The Federal Bureau of Investigation (FBI) had opened an inquiry in 2017 into whether US President Donald Trump was secretly working on behalf of Russia after he fired the agency’s Director James Comey, the media reported.

The New York Times, citing unnamed sources familiar with the investigation, reported on Friday that counterintelligence officials weighed whether Trump’s actions were undermining national security and whether he was knowingly working for Russia or had “unwittingly fallen under Moscow’s influence”.

Trump has repeatedly denied that he colluded with Russia and called special counsel Robert Mueller’s investigation a “witch hunt”.

Reacting to the report, White House Press Secretary Sarah Sanders said: “This is absurd. James Comey was fired because he’s a disgraced partisan hack, and his Deputy Andrew McCabe, who was in charge at the time, is a known liar fired by the FBI.

“Unlike President (Barack) Obama, who let Russia and other foreign adversaries push America around, President Donald Trump has actually been tough on Russia.”

In 2016, US intelligence agencies concluded that Russia had launched cyberattacks and planted fake news stories on the social media in a bid to boost Trump and damage his rival Hillary Clinton’s chances for the presidency.

Trump, U.S.
Donald Trump. VOA

The investigation the FBI opened into Donald Trump also had a criminal aspect that whether his firing of Comey constituted obstruction of justice, the report said.

The FBI investigation was later folded into Mueller’s inquiry into Russian interference in the 2016 election and possible collusion between Trump’s campaign and Moscow, the paper said, adding that it was unclear if the counterintelligence aspect was still being pursued.

The Times said that the FBI had been suspicious of Trump’s ties to Russia during the 2016 campaign. But it held off on opening an investigation till the President sacked Comey, who refused to swear his allegiance and roll back the Russia investigation.

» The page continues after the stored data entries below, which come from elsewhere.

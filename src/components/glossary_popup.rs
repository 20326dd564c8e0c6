// src/components/glossary_popup.rs
use crate::controller::{is_selection_key, Controller, PopupState, SETTLE_DELAY_MS};
use crate::glossary_config::GlossaryConfig;
use crate::term_store::TermStore;
use crate::utils::{current_viewport, measure, read_selection};
use gloo::timers::callback::Timeout;
use gloo_events::EventListener;
use gloo_utils::document;
use wasm_bindgen::JsCast;
use wasm_bindgen_futures::spawn_local;
use web_sys::{Element, KeyboardEvent, Node};
use yew::prelude::*;

#[derive(Properties, PartialEq)]
pub struct GlossaryPopupProps {
    pub config: GlossaryConfig,
    /// Only selections made inside this element are looked up.
    pub reading_region: Element,
}

pub enum GlossaryPopupMsg {
    StoreLoaded(TermStore),
    SelectionReleased,
    SelectionSettled,
    PointerDown { inside_popup: bool },
    KeyDown(String),
    Close,
    Placed,
}

pub struct GlossaryPopup {
    controller: Controller,
    popup_ref: NodeRef,
    pending: Option<Timeout>,
    // Dropping a listener unsubscribes it.
    _listeners: Vec<EventListener>,
}

impl Component for GlossaryPopup {
    type Message = GlossaryPopupMsg;
    type Properties = GlossaryPopupProps;

    fn create(ctx: &Context<Self>) -> Self {
        let config = &ctx.props().config;
        let context = config.lesson_context();

        // Kick off the one glossary load
        let link = ctx.link().clone();
        let url = config.glossary_url.clone();
        let load_context = context.clone();
        spawn_local(async move {
            let store = TermStore::load(load_context.as_ref(), &url).await;
            link.send_message(GlossaryPopupMsg::StoreLoaded(store));
        });

        let popup_ref = NodeRef::default();
        let listeners = attach_listeners(ctx, &popup_ref);

        Self {
            controller: Controller::new(context),
            popup_ref,
            pending: None,
            _listeners: listeners,
        }
    }

    fn update(&mut self, ctx: &Context<Self>, msg: Self::Message) -> bool {
        match msg {
            GlossaryPopupMsg::StoreLoaded(store) => {
                self.controller.install_store(store);
                false
            }
            GlossaryPopupMsg::SelectionReleased => {
                // Replacing the timeout cancels the previous one.
                let link = ctx.link().clone();
                self.pending = Some(Timeout::new(SETTLE_DELAY_MS, move || {
                    link.send_message(GlossaryPopupMsg::SelectionSettled);
                }));
                false
            }
            GlossaryPopupMsg::SelectionSettled => {
                self.pending = None;
                self.controller.evaluate_selection(&read_selection())
            }
            GlossaryPopupMsg::PointerDown { inside_popup } => {
                self.controller.pointer_pressed(inside_popup)
            }
            GlossaryPopupMsg::KeyDown(key) => self.controller.key_pressed(&key),
            GlossaryPopupMsg::Close => self.controller.close(),
            GlossaryPopupMsg::Placed => true,
        }
    }

    fn rendered(&mut self, ctx: &Context<Self>, _first_render: bool) {
        let needs_placement =
            matches!(self.controller.state(), PopupState::Shown(shown) if !shown.measured);
        if !needs_placement {
            return;
        }
        // The popup is now displayed at its first-pass origin, so its real
        // size can be read.
        if let Some(popup) = self.popup_ref.cast::<Element>() {
            let size = measure(&popup);
            if self
                .controller
                .commit_placement(size, &current_viewport())
                .is_some()
            {
                ctx.link().send_message(GlossaryPopupMsg::Placed);
            }
        }
    }

    fn view(&self, ctx: &Context<Self>) -> Html {
        let style = match self.controller.state() {
            PopupState::Shown(shown) => format!(
                "display:block; position:absolute; left:{}px; top:{}px;",
                shown.origin.left, shown.origin.top
            ),
            PopupState::Idle => "display:none;".to_string(),
        };
        let content = self.controller.content();

        html! {
            <div ref={self.popup_ref.clone()} class="dict-popup" {style}>
                <div class="dict-popup-header">
                    <strong class="popup-word">{ content.term }</strong>
                    { self.render_close_button(ctx) }
                </div>
                <div class="popup-meta">{ content.meta }</div>
                <div class="popup-body">{ content.body }</div>
            </div>
        }
    }
}

impl GlossaryPopup {
    fn render_close_button(&self, ctx: &Context<Self>) -> Html {
        if !ctx.props().config.show_close_button {
            return html! {};
        }
        let on_close = ctx.link().callback(|_: MouseEvent| GlossaryPopupMsg::Close);
        html! {
            <button class="close-btn" title="Close" onclick={on_close}>{"×"}</button>
        }
    }
}

fn attach_listeners(ctx: &Context<GlossaryPopup>, popup_ref: &NodeRef) -> Vec<EventListener> {
    let region = &ctx.props().reading_region;
    let document = document();

    let on_mouseup = {
        let link = ctx.link().clone();
        EventListener::new(region, "mouseup", move |_| {
            link.send_message(GlossaryPopupMsg::SelectionReleased);
        })
    };

    let on_keyup = {
        let link = ctx.link().clone();
        EventListener::new(region, "keyup", move |event| {
            if let Some(event) = event.dyn_ref::<KeyboardEvent>() {
                if is_selection_key(&event.key()) {
                    link.send_message(GlossaryPopupMsg::SelectionReleased);
                }
            }
        })
    };

    let on_mousedown = {
        let link = ctx.link().clone();
        let popup_ref = popup_ref.clone();
        EventListener::new(&document, "mousedown", move |event| {
            let target = event.target().and_then(|t| t.dyn_into::<Node>().ok());
            let inside_popup = popup_ref
                .get()
                .map(|popup| popup.contains(target.as_ref()))
                .unwrap_or(false);
            link.send_message(GlossaryPopupMsg::PointerDown { inside_popup });
        })
    };

    let on_keydown = {
        let link = ctx.link().clone();
        EventListener::new(&document, "keydown", move |event| {
            if let Some(event) = event.dyn_ref::<KeyboardEvent>() {
                link.send_message(GlossaryPopupMsg::KeyDown(event.key()));
            }
        })
    };

    vec![on_mouseup, on_keyup, on_mousedown, on_keydown]
}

Also Read- Social Networking Giant Facebook Planned to Sell Users’ Data in 2012

Trump’s lawyer Rudy Giuliani told the daily that he had no knowledge of the inquiry but said that since it was opened a year and a half ago and they hadn’t heard anything, apparently “they found nothing”.

Nonetheless, the inquiry put some of the President’s closest associates in the dock. His former personal lawyer Michael Cohen was sentenced to three years in prison for campaign finance and fraud crimes, while his campaign chief Paul Manafort was convicted of financial fraud.

Trump’s former National Security Adviser Michael Flynn had pleaded guilty to lying to investigators about his Moscow ties. (IANS)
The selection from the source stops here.